Le jour où j'ai acheté ce DVD, la libraire du bled où il a été tourné en partie m'a annoncé qu'une fois de plus, Moullet avait été interné.
Cela remonte à quelques années. Moullet aujourd'hui n'a plus d'âge. Je le suis depuis un bout de temps. Son docu, je l'avais vu à plusieurs reprises avant de dénicher le DVD précité, vendu au rabais.
J'y ai vu des gens que je connais, d'autres que je connais de vue, d'autres encore qu'il m'arrive de côtoyer. Cette ville a gardé la mémoire des meurtres affreux dont il est question dans le docu de Moullet. C'est une ville de fous, une sorte d'HP à ciel ouvert perdu dans un département immense et dépeuplé où dans certains périmètres on vit encore comme il y a 60 ans, où la consanguinité n'est pas un tabou même si heureusement elle s'éloigne des habitudes, où il demeure pas mal de gens qui ne savent ni lire ni écrire et qui vivent dans une forme de repli, pour ne pas dire d'ermitage.

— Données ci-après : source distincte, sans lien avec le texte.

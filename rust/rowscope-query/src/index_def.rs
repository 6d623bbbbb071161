//! Recovers the indexed field chain from a secondary index's textual
//! definition.
//!
//! Index statuses carry the index function as source text. Only simple field
//! chains can be matched against an ordering column, so just two shapes are
//! accepted:
//!
//! ```text
//! indexCreate('name', function(var) { return var("a")("b"); })
//! indexCreate('name', function(var) { return r.row("a")("b"); })
//! ```
//!
//! Each accessor may also be written as `.getField("a")`, strings may use
//! either quote style, and whitespace and the trailing `;` are optional.
//! Anything else (arbitrary functions, compound or computed keys) yields
//! `None`.

use rowscope_document::ColumnPath;

/// Parses an index definition, returning the field chain it extracts.
pub fn parse_index_definition(definition: &str) -> Option<ColumnPath> {
    let mut scanner = Scanner::new(definition);
    scanner.expect("indexCreate")?;
    scanner.expect("(")?;
    scanner.string()?;
    scanner.expect(",")?;
    scanner.expect("function")?;
    scanner.expect("(")?;
    let var = scanner.identifier()?;
    scanner.expect(")")?;
    scanner.expect("{")?;
    scanner.expect("return")?;

    if scanner.eat("r.row") {
        // `r.row` stands for the function argument.
    } else if scanner.identifier()? != var {
        return None;
    }

    let mut fields = Vec::new();
    loop {
        if scanner.eat("(") {
            fields.push(scanner.string()?);
            scanner.expect(")")?;
        } else if scanner.eat(".getField") {
            scanner.expect("(")?;
            fields.push(scanner.string()?);
            scanner.expect(")")?;
        } else {
            break;
        }
    }
    if fields.is_empty() {
        return None;
    }

    scanner.eat(";");
    scanner.expect("}")?;
    scanner.expect(")")?;
    scanner.at_end().then(|| ColumnPath::new(fields))
}

struct Scanner<'a> {
    rest: &'a str,
}

impl<'a> Scanner<'a> {
    fn new(text: &'a str) -> Scanner<'a> {
        Scanner { rest: text }
    }

    fn skip_whitespace(&mut self) {
        self.rest = self.rest.trim_start();
    }

    fn eat(&mut self, token: &str) -> bool {
        self.skip_whitespace();
        match self.rest.strip_prefix(token) {
            Some(rest) => {
                self.rest = rest;
                true
            }
            None => false,
        }
    }

    fn expect(&mut self, token: &str) -> Option<()> {
        self.eat(token).then_some(())
    }

    fn identifier(&mut self) -> Option<&'a str> {
        self.skip_whitespace();
        let len = self
            .rest
            .find(|c: char| !(c.is_alphanumeric() || c == '_' || c == '$'))
            .unwrap_or(self.rest.len());
        if len == 0 || self.rest.starts_with(|c: char| c.is_ascii_digit()) {
            return None;
        }
        let (ident, rest) = self.rest.split_at(len);
        self.rest = rest;
        Some(ident)
    }

    /// A single- or double-quoted string literal with backslash escapes.
    fn string(&mut self) -> Option<String> {
        self.skip_whitespace();
        let mut chars = self.rest.char_indices();
        let (_, quote) = chars.next().filter(|(_, c)| *c == '"' || *c == '\'')?;
        let mut value = String::new();
        while let Some((pos, c)) = chars.next() {
            match c {
                '\\' => {
                    let (_, escaped) = chars.next()?;
                    value.push(match escaped {
                        'n' => '\n',
                        't' => '\t',
                        other => other,
                    });
                }
                c if c == quote => {
                    self.rest = &self.rest[pos + c.len_utf8()..];
                    return Some(value);
                }
                c => value.push(c),
            }
        }
        None
    }

    fn at_end(&mut self) -> bool {
        self.skip_whitespace();
        self.rest.is_empty()
    }
}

Moullet situe Digne comme l'épicentre de cette terre de la folie. En raison sans doute de l'HP qui y est implanté. Voilà pour le décor.
Les faits, Moullet les a enquêtés à sa façon et nous en offre sa vision subjective ; alternative, pavée d'incohérences, de bizarreries jamais calculées. C'est une transcription délirante de crimes associés à des pathologies mentales. Cela fait de Terre de la folie plus un film qu'un docu.
On a parlé à l'époque de voyeurisme, on a fustigé l'outrance du propos dans les médias parisiens accoutumés à la mesure, abonnés au politiquement correct. On a critiqué l'intervention d'une personne bien connue à Digne, filmée peut-être malgré elle ont prétendu certains, qui ne jouit pas de tout son discernement. On a raconté beaucoup de bêtises. ,
Il faut connaître le cinéma de Moullet pour voir dans ce long-métrage ce qu'il y propose, et pas autre chose : son regard à lui sur des faits-divers horribles, point.
La chute, saluée par ailleurs, ne m'a pas spécialement convaincu. Il fallait trouver une conclusion au film, je la trouve à l'arrache et c'est dans les manières du bonhomme. Il lui a fallu quand même gravir près de 2000 mètres d'un sommet accessible par une piste défoncée pour la décliner. C'est dans les manières du bonhomme, aussi.
Revu ces jours-ci, je trouve que Terre de la folie a pris de la bouteille, pas dans le sens voulu, qui serait celui de l'archive. C'est peut-être le sommet de l’œuvre de Moullet mais ce n'en est pas la somme.